I agree with this, the goal itself was ********.
 
Posts: 752 | Thanked: 2,808 times | Joined on Jan 2011 @ Czech Republic
#294
Originally Posted by Copernicus View Post
No mystery! You said Apple and Microsoft can push their own standards. And thus, presumably, nobody else can. Certainly not a small startup.
First, I hope that Jolla does not push their own standards. Pushing your own standard is never a good thing, whether you're big or small.
Second, yes Apple, Microsoft, Samsung or Google do push their own standards and it is a pure logic that they would have not been able to do so if they were not big.

Originally Posted by Copernicus View Post
Therefore, only Apple and Microsoft can innovate, because their stranglehold over standards will prevent anyone else from doing so.
Sure, that is definitely their aim - Microsoft has been doing that ever since I remember. It gives you a competitive advantage to have control over a "standard".

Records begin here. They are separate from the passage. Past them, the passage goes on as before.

//! # Gameplay
//!
//! Plays the current map. The world itself decides when the map ends by
//! setting [`LoopState::action`](lockstep_core::LoopState::action).

use lockstep_core::{Frame, GameState, LoopPhase, LoopResult, PhaseContext, BLACK};

/// One map being played.
#[derive(Debug, Clone, Copy, Default)]
pub struct GamePhase;

impl GamePhase {
    /// Creates the phase.
    #[must_use]
    pub const fn new() -> Self {
        Self
    }
}

impl LoopPhase for GamePhase {
    fn name(&self) -> &'static str {
        "game"
    }

    fn start(&mut self, ctx: &mut PhaseContext<'_>) -> LoopResult<()> {
        ctx.sim.load_level(ctx.state.map)?;
        tracing::info!(map = ctx.state.map, "level loaded");

        let flags = &mut ctx.state.flags;
        flags.usergame = !flags.demoplayback;
        flags.allow_menu = true;
        flags.menu_active = false;
        flags.paused = false;
        ctx.state.game_state = GameState::Level;
        Ok(())
    }

    fn draw(&self, frame: &mut Frame<'_>) {
        draw_level(frame);
    }
}

/// Renders the world from the local camera.
///
/// Locates the camera's leaf and hands the renderer every leaf nearest
/// first. The visible list and the traversal stack come from the frame's
/// scratch arena; when the budget is exhausted only the camera's own leaf
/// is drawn.
pub fn draw_level(frame: &mut Frame<'_>) {
    frame.presenter.clear(BLACK);
    let view = frame.sim.view_point();

    let Some(tree) = frame.sim.level() else {
        frame.presenter.render_view(&view, 0, &[]);
        return;
    };

    let leaf = tree.locate_leaf(view.x, view.y);
    let buffers = frame
        .arena
        .alloc_vec::<u16>(tree.subsector_count())
        .zip(frame.arena.alloc_vec::<u16>(tree.node_count() + 1));

    match buffers {
        Some((mut visible, mut stack)) => {
            tree.walk_front_to_back_with(view.x, view.y, &mut stack, |id| visible.push(id));
            frame.presenter.render_view(&view, leaf, &visible);
        }
        None => frame.presenter.render_view(&view, leaf, &[leaf]),
    }
}

#[cfg(test)]
mod tests {
    use super::*;
    use lockstep_bsp::{BspTree, Node, Subsector};
    use lockstep_core::mock::{DrawCall, MockPresenter, MockSimulation};
    use lockstep_core::{
        LoopState, ScratchArena, SessionFlags, Simulation, TicCmd, ViewPoint, MAXPLAYERS,
    };
    use lockstep_math::Fixed;

    /// Two leaves split by the line x = 0: west is leaf 0, east is leaf 1.
    fn split_level() -> BspTree {
        let node = Node::new(
            Fixed::ZERO,
            Fixed::ZERO,
            Fixed::ZERO,
            Fixed::from_int(64),
            Node::leaf(1),
            Node::leaf(0),
        );
        let subsectors = vec![Subsector::default(); 2];
        BspTree::new(vec![node], subsectors).unwrap()
    }

    fn sim_at(x: i32) -> MockSimulation {
        let mut sim = MockSimulation::new()
            .with_level(1, Ok(split_level()))
            .with_view(ViewPoint {
                x: Fixed::from_int(x),
                y: Fixed::from_int(16),
                ..ViewPoint::default()
            });
        sim.load_level(1).unwrap();
        sim
    }

    fn render(sim: &MockSimulation, arena: &ScratchArena) -> DrawCall {
        let state = LoopState::default();
        let mut presenter = MockPresenter::new();
        let mut frame = Frame {
            state: &state,
            sim,
            presenter: &mut presenter,
            arena,
            fraction: Fixed::ONE,
            interpolated: false,
        };
        draw_level(&mut frame);
        presenter.current()[1].clone()
    }

    #[test]
    fn test_nearest_leaf_first() {
        let arena = ScratchArena::new(1024);
        let call = render(&sim_at(-32), &arena);
        assert!(matches!(
            call,
            DrawCall::View { leaf: 0, ref visible, .. } if visible == &[0, 1]
        ));

        arena.reset();
        let call = render(&sim_at(32), &arena);
        assert!(matches!(
            call,
            DrawCall::View { leaf: 1, ref visible, .. } if visible == &[1, 0]
        ));
    }

    #[test]
    fn test_exhausted_arena_draws_own_leaf() {
        let arena = ScratchArena::new(2);
        let call = render(&sim_at(32), &arena);
        assert!(matches!(
            call,
            DrawCall::View { leaf: 1, ref visible, .. } if visible == &[1]
        ));
    }

    #[test]
    fn test_start_loads_current_map() {
        let mut state = LoopState::new(SessionFlags::default());
        state.map = 4;
        let mut sim = MockSimulation::new();
        let mut ctx = PhaseContext {
            state: &mut state,
            sim: &mut sim,
            cmds: [TicCmd::default(); MAXPLAYERS],
            in_game: [true, false, false, false],
        };
        GamePhase::new().start(&mut ctx).unwrap();

        assert_eq!(sim.load_log(), &[4]);
        assert_eq!(state.game_state, GameState::Level);
        assert!(state.flags.usergame);
        assert!(state.flags.allow_menu);
    }
}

Originally Posted by Copernicus View Post
(At the very least, you are presenting an enormous barrier to entry for any small company attempting to develop their own hardware...)
Yes, I am presenting facts. Sometimes, it hurts to hear them


But again, that wasn't my point. The main problem is not Jolla supporting or not supporting standards - the problem is that they announced something and I am sure that based on that announcement, many regular people (who don't care about any standards, just about their devices working together) have bought the tablet.

Jolla should have either never made such announcement, or stood by it once they did. Doing anything else is a false marketing.
 
Copernicus's Avatar
Posts: 1,986 | Thanked: 7,698 times | Joined on Dec 2010 @ Dayton, Ohio
#295
Originally Posted by nodevel View Post
First, I hope that Jolla does not push their own standards. Pushing your own standard is never a good thing, whether you're big or small.
Second, yes Apple, Microsoft, Samsung or Google do push their own standards and it is a pure logic that they would have not been able to do so if they were not big.
??? You are saying here:

(1) Creating your own standards is not good.
(2) Apple, Microsoft, Samsung, and Google create their own standards.

So, from this, I would have to deduce that exFAT (a standard created by Microsoft) is not good. Right?

Or it is good because Microsoft, unlike Jolla, is big?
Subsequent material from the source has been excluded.